Blockchain Middleware for Multi-stakeholder Cyber physical systems

Blockchain Middleware for Multi-stakeholder Cyber physical systems

We are focusing on creating smart and connected community solutions, which provide participants the capability to not only exchange data and services in a decentralized and perhaps anonymous manner, but also provide them with the capability to preserve an immutable and auditable record of all transactions in the system. Blockchains form a key component of these platforms because they enable participants to reach a consensus on any state variable in the system, without relying on a trusted third party or trusting each other. Distributed consensus not only solves the trust issue, but also provides fault-tolerance since consensus is always reached on the correct state as long as the number of faulty nodes is below a threshold. However, it also introduces new assurance challenges such as privacy and correctness that must be addressed before protocols and implementations can live up to their potential. For instance, smart contracts deployed in practice are riddled with bugs and security vulnerabilities. Our group has been working on a number of projects in this interesting area, including work on transactive energy systems. Our research focuses on both the reusable middleware aspect as well as the foundational technologies required to ensure the rigor and correctness of the platform. We collaborate actively with Prof. Aron Lazka, University of Houston in this project. We are thankful to Siemens Corporate Technology and the National Science Foundation (NSF) for sponsoring our efforts. Specific Research activities are discussed below.

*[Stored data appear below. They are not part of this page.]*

//! Generator configuration.

use serde::{Deserialize, Serialize};

/// Settings for generation mode.
///
/// Every field has a default, so partial configuration files are fine:
///
/// ```toml
/// runtime_path = "crate::validation"
/// header = false
/// ```
#[derive(Debug, Clone, PartialEq, Eq, Serialize, Deserialize)]
#[serde(default, deny_unknown_fields)]
pub struct GeneratorConfig {
    /// Path of the runtime crate in emitted code.
    pub runtime_path: String,
    /// Appended to the namespace to name each generated file.
    pub file_suffix: String,
    /// Emit the "generated, do not edit" banner.
    pub header: bool,
}

impl Default for GeneratorConfig {
    fn default() -> Self {
        Self {
            runtime_path: "::tagval_validator".to_owned(),
            file_suffix: "_tagval.rs".to_owned(),
            header: true,
        }
    }
}

impl GeneratorConfig {
    /// File name for the validators of `namespace`.
    ///
    /// An empty namespace is written as `validators`.
    pub fn file_name(&self, namespace: &str) -> String {
        let stem = if namespace.is_empty() {
            "validators"
        } else {
            namespace
        };
        format!("{stem}{}", self.file_suffix)
    }
}
//! Internal support utilities for the derive.
//!
//! Attribute parsing, diagnostics, and type inspection.

pub mod attrs;
pub mod diag;
pub mod utils;
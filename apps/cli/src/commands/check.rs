//! `tagval check`: report whether a manifest carries validation tags and
//! whether every tag compiles.

use std::path::PathBuf;

use clap::Args;
use tagval_codegen::{GeneratorConfig, PlanCompiler, RustEmitter};

use crate::manifest;

#[derive(Args, Debug)]
pub struct CheckArgs {
    /// Record manifest (.toml, .json, .yaml).
    pub manifest: PathBuf,
}

pub fn run_check(args: &CheckArgs) -> anyhow::Result<u8> {
    let schema = manifest::load(&args.manifest)?;

    if !schema.has_tags() {
        println!("no validation tags found");
        return Ok(0);
    }

    let plans = PlanCompiler::new(&schema).compile_all()?;

    // names the emitter cannot spell fail here too, not only in `generate`
    let config = GeneratorConfig::default();
    let emitter = RustEmitter::new(&config);
    for plan in &plans {
        emitter.emit_impl(plan)?;
    }

    println!(
        "validation tags found: {} of {} record(s) have validators",
        plans.len(),
        schema.len()
    );
    for plan in &plans {
        if plan.namespace().is_empty() {
            println!("  {}: {} step(s)", plan.record(), plan.len());
        } else {
            println!(
                "  {}::{}: {} step(s)",
                plan.namespace(),
                plan.record(),
                plan.len()
            );
        }
    }

    Ok(0)
}
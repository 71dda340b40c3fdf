#[test]
fn derive_compiles() {
    let t = trybuild::TestCases::new();
    t.pass("tests/ui/validate_pass.rs");
}
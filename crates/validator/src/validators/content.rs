//! String content validators
//!
//! Presence and syntax checks for text fields: `req`, `email`, `url`, `ip`.

use std::net::IpAddr;
use std::sync::LazyLock;

use regex::Regex;

use crate::macros::primitive;

// ============================================================================
// NOT EMPTY
// ============================================================================

primitive! {
    /// Passes iff the input is not the empty string.
    ///
    /// Whitespace counts as content.
    pub fn is_not_empty(input: &str) as "not_empty";
    rule { !input.is_empty() }
    message { "input cannot be empty" }
}

// ============================================================================
// EMAIL
// ============================================================================

/// An RFC 5322 mailbox: a dot-atom address, bare or in angle brackets after
/// an optional display name of atoms and quoted strings.
static MAILBOX: LazyLock<Regex> = LazyLock::new(|| {
    let atom = r"[A-Za-z0-9!#$%&'*+/=?^_`{|}~-]+";
    let label = r"[A-Za-z0-9](?:[A-Za-z0-9-]{0,61}[A-Za-z0-9])?";
    let address = format!(r"{atom}(?:\.{atom})*@{label}(?:\.{label})*");
    let word = format!(r#"(?:{atom}|"(?:[^"\\]|\\.)*")"#);
    Regex::new(&format!(
        r"^(?:(?:{word}(?:\s+{word})*\s*)?<(?P<angle>{address})>|(?P<bare>{address}))$"
    ))
    .expect("mailbox pattern is valid")
});

const MAX_DOMAIN_LEN: usize = 253;

primitive! {
    /// Passes iff the input is a mail address.
    ///
    /// Accepts a bare `local@domain` address or a `Display Name <local@domain>`
    /// mailbox.
    pub fn is_email(input: &str) as "email";
    rule { mailbox_address(input).is_some() }
    message { "email is not valid" }
}

/// The address part of a mailbox.
fn mailbox_address(input: &str) -> Option<&str> {
    let captures = MAILBOX.captures(input.trim())?;
    let address = captures
        .name("angle")
        .or_else(|| captures.name("bare"))?
        .as_str();
    let (_, domain) = address.rsplit_once('@')?;
    (domain.len() <= MAX_DOMAIN_LEN).then_some(address)
}

// ============================================================================
// URL
// ============================================================================

primitive! {
    /// Passes iff the input parses as an absolute URL (scheme required).
    pub fn is_url(input: &str) as "url";
    rule { url::Url::parse(input).is_ok() }
    message { "web address is not valid" }
}

// ============================================================================
// IP
// ============================================================================

primitive! {
    /// Passes iff the input is an IPv4 or IPv6 literal.
    pub fn is_ip(input: &str) as "ip";
    rule { input.parse::<IpAddr>().is_ok() }
    message { "IP is not valid" }
}

// ============================================================================
// TESTS
// ============================================================================
//! Layered CLI configuration.
//!
//! Later layers win: built-in defaults, then `tagval.toml` in the working
//! directory (or the file given with `--config`), then `TAGVAL_*` environment
//! variables. Command flags are applied on top by each command.

use std::path::{Path, PathBuf};

use anyhow::{Context, bail};
use figment::Figment;
use figment::providers::{Env, Format, Serialized, Toml};
use serde::{Deserialize, Serialize};
use tagval_codegen::GeneratorConfig;

/// Config file looked up when `--config` is not given.
pub const DEFAULT_CONFIG_FILE: &str = "tagval.toml";

/// Prefix of configuration environment variables.
///
/// Nested keys use `__`, e.g. `TAGVAL_GENERATOR__HEADER=false`.
pub const ENV_PREFIX: &str = "TAGVAL_";

#[derive(Debug, Clone, PartialEq, Eq, Serialize, Deserialize)]
#[serde(default)]
pub struct CliConfig {
    /// Default `tracing` filter when `RUST_LOG` is unset.
    pub log_level: String,
    pub generator: GeneratorConfig,
}

impl Default for CliConfig {
    fn default() -> Self {
        Self {
            log_level: "warn".to_owned(),
            generator: GeneratorConfig::default(),
        }
    }
}

impl CliConfig {
    /// Loads configuration, reading `explicit` instead of `tagval.toml` when set.
    ///
    /// A missing default file is fine; a missing explicit file is an error.
    pub fn load(explicit: Option<&Path>) -> anyhow::Result<Self> {
        let file = match explicit {
            Some(path) => {
                if !path.is_file() {
                    bail!("config file {} does not exist", path.display());
                }
                path.to_path_buf()
            }
            None => PathBuf::from(DEFAULT_CONFIG_FILE),
        };

        Self::figment(&file)
            .extract()
            .with_context(|| format!("invalid configuration (file {})", file.display()))
    }

    fn figment(file: &Path) -> Figment {
        Figment::from(Serialized::defaults(Self::default()))
            .merge(Toml::file(file))
            .merge(Env::prefixed(ENV_PREFIX).split("__"))
    }
}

Transactive Energy Systems

To confront issues of privacy, efficiency, and safety in MSCPS, we have developed a platform for transactive energy system microgrids. The availability of distributed energy resources (DER) in communities have presented novel opportunities, as these resources are located closer to loads and can significantly reduce transmission losses and carbon emissions, relative to traditional power sources. However, their intermittent and variable nature often results in spikes in the overall demand on distribution system operators (DSO). To manage these challenges, there has been a surge of interest in building decentralized control schemes, where a pool of DERs combined with energy storage devices can exchange energy locally to smooth fluctuations in net demand. Building a decentralized market for transactive microgrids is challenging because even though a decentralized system provides resilience, it also must satisfy the requirements of privacy, efficiency, safety, and security, which are often in conflict with each other. As such, existing implementations of decentralized markets often focus on resilience and safety but compromise on privacy. Our platform, called TRANSAX, enables participants to trade in an energy futures market, which improves efficiency by finding feasible matches for energy trades, enabling DSOs to plan their energy needs better. TRANSAX provides privacy to participants by anonymizing their trading activity using a distributed mixing service, while also enforcing constraints that limit trading activity based on safety requirements, such as keeping planned energy flow below line capacity. We show that TRANSAX can satisfy the seemingly conflicting requirements of efficiency, safety, and privacy. We also provide an analysis of how much trading efficiency is lost. Trading efficiency is improved through the problem formulation which accounts for temporal flexibility, and system efficiency is improved using a hybrid-solver architecture. We also describe a testbed to run experiments and demonstrate its performance using simulation results. To demonstrate the feasibility of our platform, we perform experiments with dozens of embedded devices and energy production and consumption profiles from a real dataset.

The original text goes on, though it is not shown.